Gençler Kendilerini Gönüllü Olarak Sunuyor
İşitme engellilerin, Yehova ve İsa hakkında bilgi almaları ve yaşam yoluna gelmeleri için, onlara hakikati öğretecek gönüllülerin büyük çaba harcaması gerekiyordu. (Yuhanna 17:3) Yehova’nın birçok Şahidi, bu hedefe ulaşmak üzere işaret dilini öğrendiler ve sevinç veren deneyimler yaşadılar.
15 yaşındaki Park In-sun, işaret dilini öğrenmeyi hedef edindi. Bunu başarmak için, işitme engelli 20 kişiden oluşan bir grubun çalıştığı bir fabrikaya çırak olarak girdi. İşaret dilini ve işitme engellilerin düşünüş tarzını öğrenmek üzere bu gruptakilerle birlikte çalıştı. Ertesi yıl daimi öncü, yani dolgun vakitle hizmet eden bir vaiz oldu ve Mukaddes Kitap hakikatine ilgi gösteren işitme engelli bir grupla sekiz ay çalıştı. Bu grup hızla büyüdü ve pazar günü yapılan ibadetlere kısa sürede 35’ten fazla kişi katılmaya başladı.—Mezmur 110:3.

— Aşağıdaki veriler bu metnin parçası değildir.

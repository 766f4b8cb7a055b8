use std::fmt;

use super::{body_mismatch, shell_mismatch, FieldReader};
use crate::error::{Error, Result};
use crate::registry::TypeStrategy;
use crate::value::{Body, Fields, Instance, Object, Value};

/// An exact fraction, always kept in lowest terms with a positive denominator.
#[derive(Copy, Clone, Debug, PartialEq, Eq, Hash)]
pub struct Ratio {
    numer: i64,
    denom: i64,
}

fn gcd(mut a: i128, mut b: i128) -> i128 {
    while b != 0 {
        let t = a % b;
        a = b;
        b = t;
    }
    a.abs()
}

impl Ratio {
    /// Returns `None` for a zero denominator, or when the reduced fraction doesn't fit in `i64`.
    pub fn new(numer: i64, denom: i64) -> Option<Ratio> {
        if denom == 0 {
            return None;
        }
        let (mut n, mut d) = (numer as i128, denom as i128);
        if d < 0 {
            n = -n;
            d = -d;
        }
        let g = gcd(n, d);
        Some(Ratio {
            numer: i64::try_from(n / g).ok()?,
            denom: i64::try_from(d / g).ok()?,
        })
    }

    pub fn from_integer(n: i64) -> Ratio {
        Ratio { numer: n, denom: 1 }
    }

    pub fn numer(&self) -> i64 {
        self.numer
    }

    pub fn denom(&self) -> i64 {
        self.denom
    }

    pub fn to_f64(&self) -> f64 {
        self.numer as f64 / self.denom as f64
    }
}

/// Zero over one. Blank shells start here so nothing ever divides by zero before injection.
impl Default for Ratio {
    fn default() -> Self {
        Ratio::from_integer(0)
    }
}

impl fmt::Display for Ratio {
    fn fmt(&self, f: &mut fmt::Formatter) -> fmt::Result {
        write!(f, "{}/{}", self.numer, self.denom)
    }
}

impl From<Ratio> for Value {
    fn from(v: Ratio) -> Self {
        Value::Object(Object::new(Instance::new(
            RatioStrategy::TYPE_NAME,
            Body::Ratio(v),
        )))
    }
}

pub(crate) fn extract(r: &Ratio) -> Fields {
    let mut fields = Fields::with_capacity(2);
    fields.insert("n".into(), r.numer.into());
    fields.insert("d".into(), r.denom.into());
    fields
}

pub struct RatioStrategy {
    name: String,
}

impl RatioStrategy {
    pub const TYPE_NAME: &'static str = "Rational";

    pub fn named<S: Into<String>>(name: S) -> Self {
        Self { name: name.into() }
    }
}

impl Default for RatioStrategy {
    fn default() -> Self {
        Self::named(Self::TYPE_NAME)
    }
}

impl TypeStrategy for RatioStrategy {
    fn type_name(&self) -> &str {
        &self.name
    }

    fn allocate(&self) -> Result<Instance> {
        Ok(Instance::new(self.name.as_str(), Body::Ratio(Ratio::default())))
    }

    fn extract(&self, instance: &Instance) -> Result<Fields> {
        match instance.body() {
            Body::Ratio(r) => Ok(extract(r)),
            _ => Err(body_mismatch(&self.name, instance)),
        }
    }

    fn inject(&self, instance: &mut Instance, fields: Fields) -> Result<()> {
        let mut r = FieldReader::new(&self.name, fields);
        let numer = r.int("n")?;
        let denom = r.int("d")?;
        r.finish()?;
        let ratio = Ratio::new(numer, denom).ok_or_else(|| {
            Error::format(format!("{} has an invalid denominator", self.name))
        })?;
        match instance.body_mut() {
            Body::Ratio(slot) => {
                *slot = ratio;
                Ok(())
            }
            _ => Err(shell_mismatch(&self.name)),
        }
    }
}

#[cfg(test)]
mod test {
    use super::*;

    #[test]
    fn normalizes() {
        let r = Ratio::new(6, -4).unwrap();
        assert_eq!((r.numer(), r.denom()), (-3, 2));
        assert_eq!(Ratio::new(0, 7).unwrap(), Ratio::default());
        assert_eq!(r.to_string(), "-3/2");
        assert!(Ratio::new(1, 0).is_none());
        // -i64::MIN doesn't fit back into i64
        assert!(Ratio::new(1, i64::MIN).is_none());
        assert_eq!(Ratio::new(i64::MIN, i64::MIN), Some(Ratio::from_integer(1)));
    }

    #[test]
    fn zero_denominator_is_a_format_error() {
        let strategy = RatioStrategy::default();
        let mut blank = strategy.allocate().unwrap();
        let mut fields = Fields::new();
        fields.insert("n".into(), Value::from(1));
        fields.insert("d".into(), Value::from(0));
        assert!(strategy.inject(&mut blank, fields).unwrap_err().is_format());
    }

    #[test]
    fn blank_shell_is_safe() {
        let blank = RatioStrategy::default().allocate().unwrap();
        match blank.body() {
            Body::Ratio(r) => assert_eq!(r.to_f64(), 0.0),
            _ => panic!("Shell wasn't a ratio"),
        }
    }
}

Ardından Seul’de ilk kez işaret dilinde ibadetler düzenlendi. Park In-sun birader, sayıca artan bu grupta özel öncü olarak hizmet etti. Artık işaret dilini ustaca kullanıyordu. Öyle ki, bazı aylar işitme engelli 28 kişiyle Mukaddes Kitabı tetkik etti. İnceleme yapan bu kişilerden birçoğu ilerledi ve Yehova’nın Şahidi oldu.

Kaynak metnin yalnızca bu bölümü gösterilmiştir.